One of the special elections prompted by the Nuru scandal and resultant round of musical chairs at City Hall is for the position of assessor-recorder. Joaquin Torres, an appointed incumbent who is running unopposed, will continue serving in a post that tends to receive little public attention yet has a vital role in keeping the city afloat.
Torres comes to the job from the Office of Economic and Workforce Development, where he served as director. At OEWD, Torres helped the city partner with business and nonprofit organizations to create jobs and aid small businesses. At his new job, Torres is now guarding San Francisco’s golden goose: the city’s tax revenues, which provide nearly a third of the general fund.
The Assessor-Recorder’s Office is responsible for identifying and appraising taxable property in the city and county, and assessing a proper tax for that property. The person running the office has to be a qualified property appraiser certified by the state Board of Equalization. The office is also responsible for maintaining public records such as marriage licenses.
These may seem like mundane tasks, but in a city like San Francisco, where almost all politics boil down to land use and property values, the assessor-recorder becomes a very important position. In the past, it was even more powerful—and a magnet for scandals.
In the early 1960s, assessors all over California had a reputation for keeping residential taxes low and using assessments on commercial property and businesses as political favors. When the folks in Sacramento tried to enact reform, the assessors—led by San Francisco Assessor Russell Wolden—effectively blocked reform until the San Francisco Chronicle was tipped off to an elaborate pay-for-play scheme run out of his office. In 1965, Wolden was sent to prison.
The office has also faced more recent controversies, as it remained a waystation for career politicians. Doris Ward was elected assessor-recorder in 1996 after serving for decades on the City College Board and Board of Supervisors. She brought long overdue upgrades in talent and technology to the office, along with additional millions in revenue for the city. But a rare, contentious election for the position in 2002 had the 70-year-old Ward fending off five other candidates. Then the FBI raided her office over allegations she used public funds to finance her campaign. The investigation was dropped the following year, but Ward lost her job to another former supervisor, Mabel Teng.

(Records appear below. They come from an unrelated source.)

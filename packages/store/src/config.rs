//! # Client configuration: `insureportal.toml`
//!
//! Defines the TOML configuration for the InsurePortal client (filename:
//! [`ClientConfig::filename`] = `"insureportal.toml"`). It says where the
//! backend lives, which paths the service facade calls, which storage key
//! holds the session token, and how long transient UI actions wait.
//!
//! ## Structure
//!
//! ```toml
//! [api]
//! base_url = "http://localhost:8763"
//!
//! [api.endpoints]
//! agents = "/admin/agents"
//! policy_catalog = "/admin/policylist"
//!
//! [session]
//! token_key = "jwt"
//!
//! [ui]
//! banner_secs = 3
//! redirect_millis = 1000
//! ```
//!
//! ## Types
//!
//! | Struct | Purpose |
//! |--------|---------|
//! | [`ClientConfig`] | Top-level config with builder helpers and TOML (de)serialisation. |
//! | [`ApiConfig`] | Backend base URL plus the [`EndpointsConfig`] path table. |
//! | [`SessionConfig`] | Storage key of the bearer token. |
//! | [`UiConfig`] | Banner lifetime and post-login redirect delay. |
//!
//! Every section is `#[serde(default)]`, so a missing or partial file is
//! equivalent to the default configuration.

use std::time::Duration;

use serde::{Deserialize, Serialize};

/// Top-level configuration stored in `insureportal.toml`.
#[derive(Clone, Debug, Default, PartialEq, Serialize, Deserialize)]
pub struct ClientConfig {
    #[serde(default)]
    pub api: ApiConfig,
    #[serde(default)]
    pub session: SessionConfig,
    #[serde(default)]
    pub ui: UiConfig,
}

/// Backend location.
#[derive(Clone, Debug, PartialEq, Serialize, Deserialize)]
pub struct ApiConfig {
    #[serde(default = "default_base_url")]
    pub base_url: String,
    #[serde(default)]
    pub endpoints: EndpointsConfig,
}

fn default_base_url() -> String {
    "http://localhost:8763".to_string()
}

impl Default for ApiConfig {
    fn default() -> Self {
        Self {
            base_url: default_base_url(),
            endpoints: EndpointsConfig::default(),
        }
    }
}

/// Paths of the backend REST contract, relative to [`ApiConfig::base_url`].
///
/// `agents` and `policy_catalog` are collection paths: create posts to them,
/// update/delete append `/{id}`.
#[derive(Clone, Debug, PartialEq, Serialize, Deserialize)]
#[serde(default)]
pub struct EndpointsConfig {
    pub customer_login: String,
    pub agent_login: String,
    pub agents: String,
    pub claims: String,
    pub customers: String,
    pub policy_catalog: String,
    pub policy_logs: String,
}

impl Default for EndpointsConfig {
    fn default() -> Self {
        Self {
            customer_login: "/auth/login".to_string(),
            agent_login: "/auth/agentlogin".to_string(),
            agents: "/admin/agents".to_string(),
            claims: "/admin/claims".to_string(),
            customers: "/admin/customers".to_string(),
            policy_catalog: "/admin/policylist".to_string(),
            policy_logs: "/admin/policies".to_string(),
        }
    }
}

/// Session persistence settings.
#[derive(Clone, Debug, PartialEq, Serialize, Deserialize)]
pub struct SessionConfig {
    /// Storage key holding the bearer token.
    #[serde(default = "default_token_key")]
    pub token_key: String,
}

fn default_token_key() -> String {
    "jwt".to_string()
}

impl Default for SessionConfig {
    fn default() -> Self {
        Self {
            token_key: default_token_key(),
        }
    }
}

/// Timing of transient UI actions.
#[derive(Clone, Debug, PartialEq, Serialize, Deserialize)]
pub struct UiConfig {
    /// How long a notification banner stays visible.
    #[serde(default = "default_banner_secs")]
    pub banner_secs: u64,
    /// Delay between a successful login and the redirect.
    #[serde(default = "default_redirect_millis")]
    pub redirect_millis: u64,
}

fn default_banner_secs() -> u64 {
    3
}

fn default_redirect_millis() -> u64 {
    1000
}

impl Default for UiConfig {
    fn default() -> Self {
        Self {
            banner_secs: default_banner_secs(),
            redirect_millis: default_redirect_millis(),
        }
    }
}

impl UiConfig {
    pub fn banner_duration(&self) -> Duration {
        Duration::from_secs(self.banner_secs)
    }

    pub fn redirect_delay(&self) -> Duration {
        Duration::from_millis(self.redirect_millis)
    }
}

impl ClientConfig {
    /// Create a config pointing at the given backend.
    pub fn new(base_url: impl Into<String>) -> Self {
        Self {
            api: ApiConfig {
                base_url: base_url.into(),
                endpoints: EndpointsConfig::default(),
            },
            ..Self::default()
        }
    }

    /// Builder method to change the token storage key.
    pub fn with_token_key(mut self, key: impl Into<String>) -> Self {
        self.session.token_key = key.into();
        self
    }

    /// The well-known filename for the config file.
    pub fn filename() -> &'static str {
        "insureportal.toml"
    }

    /// Parse from TOML string.
    pub fn from_toml(s: &str) -> Result<Self, toml::de::Error> {
        toml::from_str(s)
    }

    /// Serialize to TOML string.
    pub fn to_toml(&self) -> Result<String, toml::ser::Error> {
        toml::to_string_pretty(self)
    }
}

Teng certified San Francisco’s first same-sex marriage in 2004, but would also face controversies. She opposed reassessment of major properties early in her term due to the lasting effects of the 2001 recession, and she was accused of employing and promoting campaign contributors in the office. Teng resigned in 2005.
Since that time the Assessor-Recorder’s Office has been free of controversies. Financial advisor and nonprofit director Phil Ting—now a state assemblymember and chair of the powerful budget committee—was appointed to the job by then-Mayor Gavin Newsom. Ting was handily re-elected in 2006 and 2010 after finishing off the agency’s historic backlog of assessments and investigating mortgage fraud.

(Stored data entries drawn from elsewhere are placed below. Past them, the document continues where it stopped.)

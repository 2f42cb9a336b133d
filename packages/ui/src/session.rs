//! Application context and session hooks for the UI.

use api::{Destination, HttpBackend, Session};
use chrono::Utc;
use dioxus::prelude::*;
use store::ClientConfig;

use crate::platform::{make_token_store, PlatformStore};

/// Shared handles every screen needs: the configuration, the backend facade
/// and the persisted session.
#[derive(Clone)]
pub struct AppContext {
    pub config: ClientConfig,
    pub session: Session<PlatformStore>,
    http: HttpBackend,
}

impl AppContext {
    pub fn new(config: ClientConfig) -> Self {
        let session = Session::new(make_token_store(), config.session.token_key.clone());
        let http = HttpBackend::new(&config.api);
        Self {
            config,
            session,
            http,
        }
    }

    /// Backend carrying the current bearer token, if any.
    pub fn backend(&self) -> HttpBackend {
        self.http.clone().with_token(self.session.token())
    }

    /// Where the current session should land.
    pub fn destination(&self) -> Destination {
        self.session.destination(Utc::now())
    }
}

/// Get the application context provided by [`AppProvider`].
pub fn use_app() -> AppContext {
    use_context::<AppContext>()
}

/// Provider component that installs the [`AppContext`].
/// Wrap your app with this component.
#[component]
pub fn AppProvider(config: ClientConfig, children: Element) -> Element {
    use_context_provider(move || {
        tracing::info!(base_url = %config.api.base_url, "Backend configured");
        AppContext::new(config)
    });

    rsx! {
        {children}
    }
}

/// Button that ends the session and returns to the login page.
#[component]
pub fn LogoutButton(
    #[props(default = "Logout".to_string())] label: String,
    #[props(default = "".to_string())] class: String,
) -> Element {
    let app = use_app();
    let navigator = use_navigator();

    let onclick = move |_| {
        app.session.clear();
        tracing::info!("Logged out");
        navigator.replace(Destination::Login.path());
    };

    rsx! {
        button {
            class: "{class}",
            onclick: onclick,
            "{label}"
        }
    }
}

When Ting was elected to the Assembly in 2013, late Mayor Ed Lee appointed Carmen Chu—a former supervisor and the mayor’s budget director—to the job. Chu continued the office’s commitment to marriage equality-friendly policies, made further technology upgrades, and expanded on these legacies with financial education programs for the public.

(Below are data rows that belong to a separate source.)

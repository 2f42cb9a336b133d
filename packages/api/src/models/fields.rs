//! Lookup helpers for backend records whose field names drift.
//!
//! The backend is not consistent about field names (`policyType` vs
//! `policy_type` vs `type`, `agentId` vs `id`, ...). These helpers walk a list
//! of candidate keys and return the first one holding a meaningful value, where
//! `null`, `""`, `false` and `0` count as absent.

use serde_json::Value;

/// Whether a JSON value carries something worth reading.
pub(crate) fn present(value: &Value) -> bool {
    match value {
        Value::Null => false,
        Value::Bool(b) => *b,
        Value::Number(n) => n.as_f64().is_some_and(|f| f != 0.0),
        Value::String(s) => !s.is_empty(),
        Value::Array(_) | Value::Object(_) => true,
    }
}

/// Read `key` from an object, or a numeric index from an array row.
fn lookup<'a>(raw: &'a Value, key: &str) -> Option<&'a Value> {
    match raw {
        Value::Object(map) => map.get(key),
        Value::Array(items) => key.parse::<usize>().ok().and_then(|i| items.get(i)),
        _ => None,
    }
}

/// First present value among `keys`, in order.
pub(crate) fn first_present<'a>(raw: &'a Value, keys: &[&str]) -> Option<&'a Value> {
    keys.iter()
        .filter_map(|key| lookup(raw, key))
        .find(|value| present(value))
}

/// Render a scalar as text; ids often arrive as numbers.
pub(crate) fn as_text(value: &Value) -> Option<String> {
    match value {
        Value::String(s) => Some(s.clone()),
        Value::Number(n) => Some(n.to_string()),
        Value::Bool(b) => Some(b.to_string()),
        _ => None,
    }
}

pub(crate) fn text_field(raw: &Value, keys: &[&str]) -> Option<String> {
    first_present(raw, keys).and_then(as_text)
}

pub(crate) fn number_field(raw: &Value, keys: &[&str]) -> Option<f64> {
    match first_present(raw, keys)? {
        Value::Number(n) => n.as_f64(),
        Value::String(s) => s.trim().parse().ok(),
        _ => None,
    }
}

Torres faces a few challenges as he tries to prove himself before November. He’s already committed to continuing Chu’s policy commitments to taxpayer education, marriage equality, modernizing the office and making the tax assessment process more transparent. He also wants to further equity policy by tracking and eliminating discriminatory language from deed covenants. He will also likely be facing pressure to lower assessed values of commercial property and businesses due to the economic effects of the Covid pandemic.